Guster's Ryan Miller says that he and his bandmates — fellow singer-guitarist Adam Gardner and hand percussionist Brian Rosenworcel — were "skeptical" about their current concert tour. After all, the trio has been on tour for nearly all of the 15 months since the release of its latest album, Lost and Gone Forever, including a fall stint opening for Barenaked Ladies that Miller calls "a dream scenario." But after all that, Guster was afraid people might have had their fill of the band.

Fortunately, he reports, that's not the case. "There's an audience that, for whatever reasons, wants to hear us play our music," says Miller, acknowledging that a large part of that is a college crowd that's embraced Guster's combination of craft and cheeky charm. "It's definitely something we've worked sort of hard to cultivate — or have been lucky enough to attract. I never mind the Dave Matthews or Phish comparisons, because their audiences are authentic. They're not relying on the single being on the radio or their video being on TRL."

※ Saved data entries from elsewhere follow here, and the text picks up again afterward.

impl Default for CandidateBase {
    fn default() -> Self {
        Self {
            id: String::new(),
            network_type: AtomicU8::new(0),
            candidate_type: CandidateType::default(),

            component: AtomicU16::new(0),
            address: String::new(),
            port: 0,
            related_address: None,
            tcp_type: TcpType::default(),

            resolved_addr: SyncMutex::new(SocketAddr::new(IpAddr::from([0, 0, 0, 0]), 0)),

            last_sent: AtomicU64::new(0),
            last_received: AtomicU64::new(0),

            conn: None,
            closed_ch: Arc::new(Mutex::new(None)),

            foundation_override: String::new(),
            priority_override: 0,
            network: String::new(),
        }
    }
}

// String makes the candidateBase printable
impl fmt::Display for CandidateBase {
    fn fmt(&self, f: &mut fmt::Formatter<'_>) -> fmt::Result {
        if let Some(related_address) = self.related_address() {
            write!(
                f,
                "{} {} {}:{}{}",
                self.network_type(),
                self.candidate_type(),
                self.address(),
                self.port(),
                related_address,
            )
        } else {
            write!(
                f,
                "{} {} {}:{}",
                self.network_type(),
                self.candidate_type(),
                self.address(),
                self.port(),
            )
        }
    }
}

#[async_trait]
impl Candidate for CandidateBase {
    fn foundation(&self) -> String {
        if !self.foundation_override.is_empty() {
            return self.foundation_override.clone();
        }

        let mut buf = vec![];
        buf.extend_from_slice(self.candidate_type().to_string().as_bytes());
        buf.extend_from_slice(self.address.as_bytes());
        buf.extend_from_slice(self.network_type().to_string().as_bytes());

        let checksum = Crc::<u32>::new(&CRC_32_ISCSI).checksum(&buf);

        format!("{checksum}")
    }

    /// Returns Candidate ID.
    fn id(&self) -> String {
        self.id.clone()
    }

    /// Returns candidate component.
    fn component(&self) -> u16 {
        self.component.load(Ordering::SeqCst)
    }

    fn set_component(&self, component: u16) {
        self.component.store(component, Ordering::SeqCst);
    }

    /// Returns a time indicating the last time this candidate was received.
    fn last_received(&self) -> SystemTime {
        UNIX_EPOCH.add(Duration::from_nanos(
            self.last_received.load(Ordering::SeqCst),
        ))
    }

    /// Returns a time indicating the last time this candidate was sent.
    fn last_sent(&self) -> SystemTime {
        UNIX_EPOCH.add(Duration::from_nanos(self.last_sent.load(Ordering::SeqCst)))
    }

    /// Returns candidate NetworkType.
    fn network_type(&self) -> NetworkType {
        NetworkType::from(self.network_type.load(Ordering::SeqCst))
    }

    /// Returns Candidate Address.
    fn address(&self) -> String {
        self.address.clone()
    }

    /// Returns Candidate Port.
    fn port(&self) -> u16 {
        self.port
    }

    /// Computes the priority for this ICE Candidate.
    fn priority(&self) -> u32 {
        if self.priority_override != 0 {
            return self.priority_override;
        }

        // The local preference MUST be an integer from 0 (lowest preference) to
        // 65535 (highest preference) inclusive.  When there is only a single IP
        // address, this value SHOULD be set to 65535.  If there are multiple
        // candidates for a particular component for a particular data stream
        // that have the same type, the local preference MUST be unique for each
        // one.
        (1 << 24) * u32::from(self.candidate_type().preference())
            + (1 << 8) * u32::from(self.local_preference())
            + (256 - u32::from(self.component()))
    }

    /// Returns `Option<CandidateRelatedAddress>`.
    fn related_address(&self) -> Option<CandidateRelatedAddress> {
        self.related_address.as_ref().cloned()
    }

    /// Returns candidate type.
    fn candidate_type(&self) -> CandidateType {
        self.candidate_type
    }

    fn tcp_type(&self) -> TcpType {
        self.tcp_type
    }

    /// Returns the string representation of the ICECandidate.
    fn marshal(&self) -> String {
        let mut val = format!(
            "{} {} {} {} {} {} typ {}",
            self.foundation(),
            self.component(),
            self.network_type().network_short(),
            self.priority(),
            self.address(),
            self.port(),
            self.candidate_type()
        );

        if self.tcp_type != TcpType::Unspecified {
            val += format!(" tcptype {}", self.tcp_type()).as_str();
        }

        if let Some(related_address) = self.related_address() {
            val += format!(
                " raddr {} rport {}",
                related_address.address, related_address.port,
            )
            .as_str();
        }

        val
    }

    fn addr(&self) -> SocketAddr {
        *self.resolved_addr.lock()
    }

    /// Stops the recvLoop.
    async fn close(&self) -> Result<()> {
        {
            let mut closed_ch = self.closed_ch.lock().await;
            if closed_ch.is_none() {
                return Err(Error::ErrClosed);
            }
            closed_ch.take();
        }

        if let Some(conn) = &self.conn {
            let _ = conn.close().await;
        }

        Ok(())
    }

    fn seen(&self, outbound: bool) {
        let d = SystemTime::now()
            .duration_since(UNIX_EPOCH)
            .unwrap_or_else(|_| Duration::from_secs(0));

        if outbound {
            self.set_last_sent(d);
        } else {
            self.set_last_received(d);
        }
    }

    async fn write_to(&self, raw: &[u8], dst: &(dyn Candidate + Send + Sync)) -> Result<usize> {
        let n = if let Some(conn) = &self.conn {
            let addr = dst.addr();
            conn.send_to(raw, addr).await?
        } else {
            0
        };
        self.seen(true);
        Ok(n)
    }

    /// Used to compare two candidateBases.
    fn equal(&self, other: &dyn Candidate) -> bool {
        self.network_type() == other.network_type()
            && self.candidate_type() == other.candidate_type()
            && self.address() == other.address()
            && self.port() == other.port()
            && self.tcp_type() == other.tcp_type()
            && self.related_address() == other.related_address()
    }

    fn set_ip(&self, ip: &IpAddr) -> Result<()> {
        let network_type = determine_network_type(&self.network, ip)?;

        self.network_type
            .store(network_type as u8, Ordering::SeqCst);

        let addr = create_addr(network_type, *ip, self.port);
        *self.resolved_addr.lock() = addr;

        Ok(())
    }

    fn get_conn(&self) -> Option<&Arc<dyn util::Conn + Send + Sync>> {
        self.conn.as_ref()
    }

    fn get_closed_ch(&self) -> Arc<Mutex<Option<broadcast::Sender<()>>>> {
        self.closed_ch.clone()
    }
}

Nevertheless, Miller says Guster is anxious to start working in earnest on a new album, which is currently in its earliest stages. But he cautions that what comes next will likely be quite different than its three predecessors. "We're trying to drop any pretense of making a live-sounding record and concentrating on making a really beautiful and dynamic and spacious record," Miller explains. "Brian's playing a little bit of kit drums here and there. I've written a song on keyboards. One song was started on bass guitar. We're thinking a little bit more, and adding to our sound; we're sort of fed up with trying to support a whole song with just our six [arms] … That's a long-winded way of saying we're trying to concentrate on making a 'studio' record and worry later about how we're going to pull it off live. The good thing is the pressure's mostly coming from ourselves; if this tour is showing us anything, it's just that our fans are going to be around for us whenever we're done — although obviously sooner is better than later."